No hard and fast rule here. I developed my own workflow similar to Audacity's, but simplified... most of my records are in pretty good shape, so I don't bother with HF noise reduction, and I only use "click removal" between tracks, preferring the result from "repair" with the few clicks I usually find... but I digress.
My arm/cartridge resonance is around 8 Hz. I'd guess 90% of records I've copied excite this to some extent. Sometimes it's 30 dB below the music, sometimes much higher.
I base my choices on how much musical LF info is present vs. the strength of the unwanted rumble. As noted, most rock/pop records don't have much below 40 Hz, but a few with synth bass lines might. Pipe organs can go down to 16 Hz (some huge ones even lower) but such frequencies are extremely rare on LP. Tympani in orchestral music may reach down to 30-ish... for records I know well, I can usually tell by ear, having played them on a number of systems.
For others, the spectrum analyzer tool is your friend. It takes a little practice to interpret, but by selecting sections of audio with a lot of perceived low bass, you can get a pretty good idea where the lowest musical tones are (and see how much infrasonic info is present.)
So if the music goes down to 30 Hz, I may select 22 or 24 Hz cutoff and 36 dB/octave. If nothing much below 50 Hz, I might use a higher freq, 36-42 Hz but at 24 dB/.
Theoretically, response is 3 dB down at the cutoff freq. An octave down is half that freq, so for 24 Hz at 36 dB/, 12 Hz will be down 39 dB, 6 Hz 75 dB, etc.
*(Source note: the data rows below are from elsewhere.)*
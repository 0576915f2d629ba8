use crate::checkers::{Checker, JoinSpec, JoinStep, WhereSpec};
use crate::error::{AuthzError, Result};
use crate::query::Select;
use crate::traverse::Traverser;
use sea_query::{Alias, Condition, Expr, Query};
use std::collections::{BTreeMap, BTreeSet, HashMap, HashSet};
use std::sync::Arc;
use tokio::sync::RwLock;
use warden_cache::{CacheLayer, KvStore, MemoryStore};
use warden_database::{Executor, GrantRepository};
use warden_models::{Context, ContextSet, NewGroup};
use warden_schema::{Direction, PropagationSchema, SchemaRegistry};

const CTX_ROLES_KEY: &str = "auth:ctxroles";
const PERM_ROLES_KEY: &str = "auth:perm_roles";
const PERM_IDS_KEY: &str = "auth:perm_ids";
const GLOBAL_PERMS_KEY: &str = "auth:global";

/// Whom a grant is addressed to. A grant to a user materializes the user's
/// personal group and grants to that.
#[derive(Debug, Clone, Copy, PartialEq, Eq)]
pub enum Subject {
    User(i64),
    Group(i64),
}

/// Whose contexts to look up: a user (resolved through memberships) or an
/// explicit set of group ids.
#[derive(Debug, Clone)]
pub enum Principal {
    User(i64),
    Groups(HashSet<i64>),
}

impl From<i64> for Principal {
    fn from(user_id: i64) -> Self {
        Principal::User(user_id)
    }
}

impl From<HashSet<i64>> for Principal {
    fn from(groups: HashSet<i64>) -> Self {
        Principal::Groups(groups)
    }
}

/// The authorization facade: checks, query rewriting and grant management
/// over the schema registry, grant store, traversal engine and cache.
#[derive(Clone)]
pub struct Engine {
    schema: Arc<SchemaRegistry>,
    db: Arc<dyn Executor>,
    cache: CacheLayer,
    store: GrantRepository,
    inverted: PropagationSchema,
    actions: Arc<RwLock<HashMap<(String, String), Arc<Checker>>>>,
}

pub struct EngineBuilder {
    schema: SchemaRegistry,
    db: Arc<dyn Executor>,
    kv: Option<Arc<dyn KvStore>>,
    propagation: PropagationSchema,
    actions: Vec<(String, String, Checker)>,
}

impl EngineBuilder {
    pub fn new(schema: SchemaRegistry, db: Arc<dyn Executor>) -> Self {
        Self {
            schema,
            db,
            kv: None,
            propagation: PropagationSchema::new(),
            actions: Vec::new(),
        }
    }

    /// Shared cache store; defaults to a process-local one.
    pub fn kv_store(mut self, kv: Arc<dyn KvStore>) -> Self {
        self.kv = Some(kv);
        self
    }

    /// Declare relationships of `model` along which authorization propagates.
    pub fn propagate<I, S>(mut self, model: &str, relations: I) -> Self
    where
        I: IntoIterator<Item = S>,
        S: Into<String>,
    {
        self.propagation
            .entry(model.to_string())
            .or_default()
            .extend(relations.into_iter().map(Into::into));
        self
    }

    /// Register the checker deciding `action` on `model`.
    pub fn action(mut self, model: &str, action: &str, checker: Checker) -> Self {
        self.actions
            .push((model.to_string(), action.to_string(), checker));
        self
    }

    pub fn build(self) -> Result<Engine> {
        let inverted = self.schema.invert_propagation(&self.propagation)?;

        let mut actions: HashMap<(String, String), Arc<Checker>> = HashMap::new();
        for (model, action, checker) in self.actions {
            let canonical = self.schema.model(&model)?.name.clone();
            actions.insert((canonical, action), Arc::new(checker));
        }

        let kv = self
            .kv
            .unwrap_or_else(|| Arc::new(MemoryStore::new()) as Arc<dyn KvStore>);
        let store = GrantRepository::new(Arc::clone(&self.db));

        Ok(Engine {
            schema: Arc::new(self.schema),
            db: self.db,
            cache: CacheLayer::new(kv),
            store,
            inverted,
            actions: Arc::new(RwLock::new(actions)),
        })
    }
}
The reason for the different slopes is to minimize effects above cutoff where you can hear them. In particular, smearing of bass transients may occur, although those may not be particularly noticeable. Sometimes though, filtering may counterintuitively *increase* peak signal level, which can cause clipping even if your original recording level didn't.
You basically want to use as little as you can to minimize the problem, while retaining as much of the desired audio as possible.
Sorry if this is long...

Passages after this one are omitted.